Even if the other motorist is at fault, the insurance company will not pay for your medical bills until your claim is resolved. In that case, your Mesa car accident lawyer can talk to your doctor and explain the situation. Many doctors will agree to wait to be paid until your claim is resolved. You can also use your medical insurance to pay for your medical bills while your claim is pending. Your insurance company will then go after the at-fault party’s insurer for reimbursement.
Q: What if a defective part caused my accident?
A: Some collisions are caused by defective parts instead of the negligence of either driver. In that case, your attorney can file a product liability claim against the manufacturer of the defective part and others involved in the chain of distribution.
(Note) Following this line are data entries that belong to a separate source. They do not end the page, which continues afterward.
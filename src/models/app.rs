//! App descriptors and the remote configuration fetched for the active app

use serde::{Deserialize, Deserializer, Serialize};

use crate::error::{DifyChatError, Result};

/// Credentials used to talk to one app's backend
#[derive(Debug, Clone, PartialEq, Eq, Serialize, Deserialize)]
#[serde(rename_all = "camelCase")]
pub struct RequestConfig {
    /// Base URL of the app's API (e.g. `https://api.dify.ai/v1`)
    pub api_base: String,
    /// App-scoped API key
    pub api_key: String,
}

impl RequestConfig {
    /// Reject configs that could never reach a backend
    pub fn validate(&self) -> Result<()> {
        if self.api_base.trim().is_empty() {
            return Err(DifyChatError::Validation("requestConfig.apiBase is empty".into()).into());
        }
        if self.api_key.trim().is_empty() {
            return Err(DifyChatError::Validation("requestConfig.apiKey is empty".into()).into());
        }
        Ok(())
    }
}

/// Basic app metadata returned by the backend's info endpoint
#[derive(Debug, Clone, Default, PartialEq, Eq, Serialize, Deserialize)]
pub struct AppInfo {
    /// Display name
    pub name: String,
    /// Backend app mode (`chat`, `advanced-chat`, `agent-chat`, `workflow`, `completion`)
    #[serde(default, skip_serializing_if = "Option::is_none")]
    pub mode: Option<String>,
    /// Free-form description
    #[serde(default)]
    pub description: String,
    /// License tags; a user sees the app when their group is one of them
    #[serde(default)]
    pub tags: Vec<String>,
}

impl AppInfo {
    /// Human-readable label for the app mode
    pub fn mode_label(&self) -> &'static str {
        match self.mode.as_deref() {
            Some("chat") => "Chatbot",
            Some("advanced-chat") => "Chatflow",
            Some("agent-chat") => "Agent",
            Some("workflow") => "Workflow",
            Some("completion") => "Text Generator",
            _ => "unknown",
        }
    }
}

/// One selectable bot configuration
///
/// `info` is only present once the descriptor has been validated against
/// its backend. `is_enabled == Some(0)` marks an app that exists but cannot
/// be used (license mismatch or failed validation).
#[derive(Debug, Clone, PartialEq, Eq, Serialize, Deserialize)]
#[serde(rename_all = "camelCase")]
pub struct AppDescriptor {
    /// Stable identifier, also the gateway routing segment
    pub id: String,
    /// Backend credentials
    pub request_config: RequestConfig,
    /// Metadata resolved from the backend
    #[serde(default, skip_serializing_if = "Option::is_none")]
    pub info: Option<AppInfo>,
    /// `1` usable, `0` present but unusable, absent when never evaluated
    #[serde(
        default,
        skip_serializing_if = "Option::is_none",
        deserialize_with = "deserialize_enabled_flag"
    )]
    pub is_enabled: Option<u8>,
}

impl AppDescriptor {
    /// Build a descriptor from untrusted JSON, rejecting malformed shapes
    ///
    /// # Errors
    ///
    /// Returns [`DifyChatError::Validation`] when required fields are
    /// missing or empty.
    pub fn from_value(value: serde_json::Value) -> Result<Self> {
        let descriptor: AppDescriptor = serde_json::from_value(value)
            .map_err(|e| DifyChatError::Validation(format!("Malformed app descriptor: {}", e)))?;
        descriptor.validate()?;
        Ok(descriptor)
    }

    /// Check the invariants a descriptor must hold once it has an id
    pub fn validate(&self) -> Result<()> {
        if self.id.trim().is_empty() {
            return Err(DifyChatError::Validation("App descriptor has an empty id".into()).into());
        }
        self.request_config.validate()
    }

    /// Truthy `isEnabled`, the condition for the selectable list
    pub fn is_enabled(&self) -> bool {
        matches!(self.is_enabled, Some(v) if v != 0)
    }

    /// Explicitly disabled (`isEnabled === 0`), rendered greyed out
    pub fn is_disabled(&self) -> bool {
        self.is_enabled == Some(0)
    }

    /// Whether remote info has been resolved for this descriptor
    pub fn is_validated(&self) -> bool {
        self.info.is_some()
    }

    /// Display name, falling back to the id
    pub fn display_name(&self) -> &str {
        self.info
            .as_ref()
            .map(|i| i.name.as_str())
            .filter(|n| !n.is_empty())
            .unwrap_or(&self.id)
    }

    /// Whether the license tags include the given group
    pub fn is_licensed_for(&self, group: &str) -> bool {
        self.info
            .as_ref()
            .map(|i| i.tags.iter().any(|t| t == group))
            .unwrap_or(false)
    }
}

/// Accepts `0`/`1` as well as `true`/`false` for `isEnabled`
fn deserialize_enabled_flag<'de, D>(deserializer: D) -> std::result::Result<Option<u8>, D::Error>
where
    D: Deserializer<'de>,
{
    #[derive(Deserialize)]
    #[serde(untagged)]
    enum Flag {
        Number(u64),
        Bool(bool),
    }

    Ok(match Option::<Flag>::deserialize(deserializer)? {
        None => None,
        Some(Flag::Number(n)) => Some(if n == 0 { 0 } else { 1 }),
        Some(Flag::Bool(b)) => Some(u8::from(b)),
    })
}

/// File upload settings of an app
#[derive(Debug, Clone, Default, PartialEq, Eq, Serialize, Deserialize)]
pub struct FileUploadSettings {
    /// Whether attachments are accepted at all
    #[serde(default)]
    pub enabled: bool,
    /// Allowed categories (`image`, `document`, `audio`, `video`, `custom`)
    #[serde(default)]
    pub allowed_file_types: Vec<String>,
    /// Allowed extensions as `.EXT`; empty means unrestricted
    #[serde(default)]
    pub allowed_file_extensions: Vec<String>,
    /// Maximum number of attachments per message
    #[serde(default, skip_serializing_if = "Option::is_none")]
    pub number_limits: Option<u32>,
}

/// Toggle-style feature block (`{ "enabled": bool }`)
#[derive(Debug, Clone, Default, PartialEq, Eq, Serialize, Deserialize)]
pub struct FeatureToggle {
    /// Whether the feature is on
    #[serde(default)]
    pub enabled: bool,
}

/// Behavioral parameters of an app
#[derive(Debug, Clone, Default, PartialEq, Serialize, Deserialize)]
pub struct AppParameters {
    /// Greeting shown in an empty conversation
    #[serde(default)]
    pub opening_statement: String,
    /// Starter questions
    #[serde(default)]
    pub suggested_questions: Vec<String>,
    /// Attachment settings
    #[serde(default)]
    pub file_upload: FileUploadSettings,
    /// Speech-to-text availability
    #[serde(default)]
    pub speech_to_text: FeatureToggle,
    /// Text-to-speech availability
    #[serde(default)]
    pub text_to_speech: FeatureToggle,
    /// Input form definition, kept opaque
    #[serde(default)]
    pub user_input_form: Vec<serde_json::Value>,
}

/// Site presentation settings of an app
///
/// Older backends lack the endpoint; [`AppSiteSettings::default`] is the
/// documented substitute in that case.
#[derive(Debug, Clone, PartialEq, Eq, Serialize, Deserialize)]
pub struct AppSiteSettings {
    /// Window title
    #[serde(default)]
    pub title: String,
    /// `emoji` or `image`
    #[serde(default = "default_icon_type")]
    pub icon_type: String,
    /// Emoji or file id, depending on `icon_type`
    #[serde(default)]
    pub icon: String,
    /// Icon background color
    #[serde(default)]
    pub icon_background: String,
    /// Absolute icon URL when `icon_type` is `image`
    #[serde(default, skip_serializing_if = "Option::is_none")]
    pub icon_url: Option<String>,
    /// Description text
    #[serde(default)]
    pub description: String,
    /// Default UI language
    #[serde(default = "default_language")]
    pub default_language: String,
    /// Whether workflow steps are displayed
    #[serde(default = "default_show_workflow_steps")]
    pub show_workflow_steps: bool,
}

fn default_icon_type() -> String {
    "emoji".to_string()
}

fn default_language() -> String {
    "en-US".to_string()
}

fn default_show_workflow_steps() -> bool {
    true
}

impl Default for AppSiteSettings {
    fn default() -> Self {
        Self {
            title: String::new(),
            icon_type: default_icon_type(),
            icon: String::new(),
            icon_background: String::new(),
            icon_url: None,
            description: String::new(),
            default_language: default_language(),
            show_workflow_steps: default_show_workflow_steps(),
        }
    }
}

/// Fully loaded active app
///
/// Only ever built once both parameters and site settings are in hand, so
/// the pair always belongs to `config`.
#[derive(Debug, Clone, PartialEq)]
pub struct CurrentApp {
    /// Descriptor the app was loaded from
    pub config: AppDescriptor,
    /// Remote behavioral parameters
    pub parameters: AppParameters,
    /// Remote site settings (or the default substitute)
    pub site: AppSiteSettings,
}

impl CurrentApp {
    /// Id of the committed app
    pub fn id(&self) -> &str {
        &self.config.id
    }
}

#[cfg(test)]
mod tests {
    use super::*;
    use serde_json::json;

    #[test]
    fn test_descriptor_parses_camel_case() {
        let app = AppDescriptor::from_value(json!({
            "id": "a1",
            "requestConfig": { "apiBase": "https://x/v1", "apiKey": "app-1" },
            "info": { "name": "Helper", "tags": ["teamX"] },
            "isEnabled": 1
        }))
        .unwrap();

        assert_eq!(app.id, "a1");
        assert_eq!(app.request_config.api_base, "https://x/v1");
        assert!(app.is_enabled());
        assert!(app.is_licensed_for("teamX"));
        assert!(!app.is_licensed_for("teamY"));
    }

    #[test]
    fn test_descriptor_rejects_missing_request_config() {
        let err = AppDescriptor::from_value(json!({ "id": "a1" })).unwrap_err();
        assert!(err.to_string().contains("Malformed app descriptor"));
    }

    #[test]
    fn test_descriptor_rejects_empty_id() {
        let err = AppDescriptor::from_value(json!({
            "id": " ",
            "requestConfig": { "apiBase": "https://x/v1", "apiKey": "k" }
        }))
        .unwrap_err();
        assert!(err.to_string().contains("empty id"));
    }

    #[test]
    fn test_enabled_flag_variants() {
        let base = json!({
            "id": "a",
            "requestConfig": { "apiBase": "b", "apiKey": "k" }
        });

        let absent = AppDescriptor::from_value(base.clone()).unwrap();
        assert!(!absent.is_enabled());
        assert!(!absent.is_disabled());

        let mut zero = base.clone();
        zero["isEnabled"] = json!(0);
        let zero = AppDescriptor::from_value(zero).unwrap();
        assert!(zero.is_disabled());
        assert!(!zero.is_enabled());

        let mut truthy = base;
        truthy["isEnabled"] = json!(true);
        assert!(AppDescriptor::from_value(truthy).unwrap().is_enabled());
    }

    #[test]
    fn test_display_name_falls_back_to_id() {
        let app = AppDescriptor {
            id: "raw-id".into(),
            request_config: RequestConfig {
                api_base: "b".into(),
                api_key: "k".into(),
            },
            info: None,
            is_enabled: None,
        };
        assert_eq!(app.display_name(), "raw-id");
        assert!(!app.is_validated());
    }

    #[test]
    fn test_parameters_tolerate_missing_blocks() {
        let params: AppParameters = serde_json::from_value(json!({
            "opening_statement": "Hi",
            "file_upload": { "enabled": true, "allowed_file_extensions": [".PDF"] }
        }))
        .unwrap();
        assert!(params.file_upload.enabled);
        assert_eq!(params.file_upload.allowed_file_extensions, vec![".PDF"]);
        assert!(!params.speech_to_text.enabled);
    }

    #[test]
    fn test_site_settings_default() {
        let site = AppSiteSettings::default();
        assert_eq!(site.icon_type, "emoji");
        assert_eq!(site.default_language, "en-US");
        assert!(site.show_workflow_steps);
    }

    #[test]
    fn test_mode_label() {
        let info = AppInfo {
            mode: Some("advanced-chat".into()),
            ..Default::default()
        };
        assert_eq!(info.mode_label(), "Chatflow");
        assert_eq!(AppInfo::default().mode_label(), "unknown");
    }
}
Q: Who is liable when the at-fault driver was working at the time?
A: If you were injured in an accident caused by someone who was working within the scope and course of their employment, the at-fault motorist’s employer can be vicariously liable for the negligence of its employee. This means that the at-fault motorist’s employer will be responsible for paying damages to you since it will likelier have an insurance policy with substantially higher limits than the motorist.
Q: Who is allowed to sue when someone is killed?
- Surviving spouse
- Surviving children if no surviving spouse
- Surviving parent(s) if no spouse or children
- Estate’s executor or personal representative
When a wrongful death lawsuit is filed by an executor or personal representative, the proceeds will go to the estate for the benefit of the deceased person’s beneficiaries or heirs.